Uniform Definition of Insider
NAREIT believes that the expanded Section 16 definition of "executive officer" should be uniform for all purposes under the Exchange Act, the Securities Act of 1933, and the rules promulgated under each statute.
Exclusion of Reports on Principal Security Holders
We agree with the conclusion expressed in the Release that Form 8-K disclosure should not be expanded to cover transactions by greater than 10% holders of a registrant's equity securities. As noted in the Release, these beneficial owners do not receive compensation from the company, may not be subject to the type of fiduciary duties to the company as are imposed on directors and executive officers, and may even be hostile to management.
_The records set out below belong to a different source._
use super::*;
use serde::{Deserialize, Serialize};

/// Hyperparameters of a training run.
///
/// Every field has a default, so a configuration file only needs to name what it changes.
#[derive(Clone, Debug, PartialEq, Serialize, Deserialize)]
#[serde(default)]
pub struct TrainConfig {
    pub epochs: usize,
    pub learning_rate: f32,
    /// Number of evenly spaced epochs at which the loss is logged and recorded.
    pub log_points: usize,
    /// Seed of the random generator used for initialization; `None` draws one from the OS.
    pub seed: Option<u64>,
    pub activation: Activation,
    pub initializer: Initializer,
    pub optimizer: OptimizerKind,
}

impl Default for TrainConfig {
    fn default() -> Self {
        Self {
            epochs: 5000,
            learning_rate: 0.5,
            log_points: 10,
            seed: None,
            activation: Activation::Sigmoid,
            initializer: Initializer::Random,
            optimizer: OptimizerKind::Sgd,
        }
    }
}

impl TrainConfig {
    pub fn validate(&self) -> Result<()> {
        if self.epochs == 0 {
            return Err(NetworkError::InvalidConfig("epochs must be positive".to_string()));
        }
        if !(self.learning_rate.is_finite() && self.learning_rate > 0.) {
            return Err(NetworkError::InvalidConfig(format!(
                "learning rate must be a positive number, got {}",
                self.learning_rate
            )));
        }
        if self.log_points == 0 {
            return Err(NetworkError::InvalidConfig("log_points must be positive".to_string()));
        }

        if self.learning_rate > 10. {
            log::warn!("learning rate {} is unusually large", self.learning_rate);
        }

        Ok(())
    }

    /// Number of epochs between two recorded losses.
    pub fn log_interval(&self) -> usize {
        if self.epochs <= self.log_points {
            1
        } else {
            self.epochs / self.log_points
        }
    }
}

#[cfg(test)]
mod tests {
    use super::*;

    #[test]
    fn test_default_is_valid() -> Result<()> {
        TrainConfig::default().validate()
    }

    #[test]
    fn test_validation() {
        let config = TrainConfig {
            epochs: 0,
            ..TrainConfig::default()
        };
        assert!(matches!(config.validate(), Err(NetworkError::InvalidConfig(_))));

        for learning_rate in [0., -1., f32::NAN, f32::INFINITY] {
            let config = TrainConfig {
                learning_rate,
                ..TrainConfig::default()
            };
            assert!(config.validate().is_err());
        }

        let config = TrainConfig {
            log_points: 0,
            ..TrainConfig::default()
        };
        assert!(config.validate().is_err());
    }

    #[test]
    fn test_log_interval() {
        let config = TrainConfig {
            epochs: 5000,
            log_points: 10,
            ..TrainConfig::default()
        };
        assert_eq!(config.log_interval(), 500);

        let config = TrainConfig {
            epochs: 3,
            log_points: 10,
            ..TrainConfig::default()
        };
        assert_eq!(config.log_interval(), 1);
    }

    #[test]
    fn test_partial_json_uses_defaults() {
        let config: TrainConfig =
            serde_json::from_str(r#"{ "epochs": 200, "activation": "TANH", "optimizer": "ADAM" }"#)
                .unwrap();

        assert_eq!(config.epochs, 200);
        assert_eq!(config.activation, Activation::Tanh);
        assert_eq!(config.optimizer, OptimizerKind::Adam);
        assert_eq!(config.learning_rate, TrainConfig::default().learning_rate);
        assert_eq!(config.seed, None);
    }

    #[test]
    fn test_json_round_trip() {
        let config = TrainConfig {
            seed: Some(42),
            initializer: Initializer::Xavier,
            ..TrainConfig::default()
        };
        let json = serde_json::to_string(&config).unwrap();
        assert!(json.contains(r#""initializer":"XAVIER""#));
        assert_eq!(serde_json::from_str::<TrainConfig>(&json).unwrap(), config);
    }
}
use super::*;

/// An iterator over the rows of a matrix, top to bottom.
pub struct Rows<'a, T> {
    matrix: &'a Matrix<T>,
    current_index: usize,
}

impl<'a, T> Iterator for Rows<'a, T> {
    type Item = &'a [T];

    fn next(&mut self) -> Option<Self::Item> {
        if self.current_index >= self.matrix.n_rows() {
            return None;
        }
        let row = self.matrix.row(self.current_index);
        self.current_index += 1;
        Some(row)
    }

    fn size_hint(&self) -> (usize, Option<usize>) {
        let remaining = self.matrix.n_rows() - self.current_index;
        (remaining, Some(remaining))
    }
}

impl<T> ExactSizeIterator for Rows<'_, T> {}

impl<T> Matrix<T> {
    /// Returns an iterator over the rows as slices.
    /// Rows come in increasing index order; within a row elements are in column order.
    pub fn rows(&self) -> Rows<'_, T> {
        Rows {
            matrix: self,
            current_index: 0,
        }
    }

    /// Returns an iterator over all elements in row-major order.
    pub fn iter(&self) -> std::slice::Iter<'_, T> {
        self.data.iter()
    }

    pub fn iter_mut(&mut self) -> std::slice::IterMut<'_, T> {
        self.data.iter_mut()
    }
}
There is no reason to assume that such persons would have the type of relationship with a registrant as would facilitate an effort by it to report on covered transactions. We believe that any additional disclosure obligations with respect to non-insider shareholders should be covered in appropriate amendments to the rules promulgated under the Williams Act.
Clarity of Reporting
NAREIT also believes that the clarity of disclosure under proposed Item 10 would be significantly increased were the Commission to require a standardized tabular format for each type of event to be reported in the form. In order to increase ease of use, this tabular format should follow as nearly as possible the existing format of Forms 4 filed under Section 16 of the Exchange Act.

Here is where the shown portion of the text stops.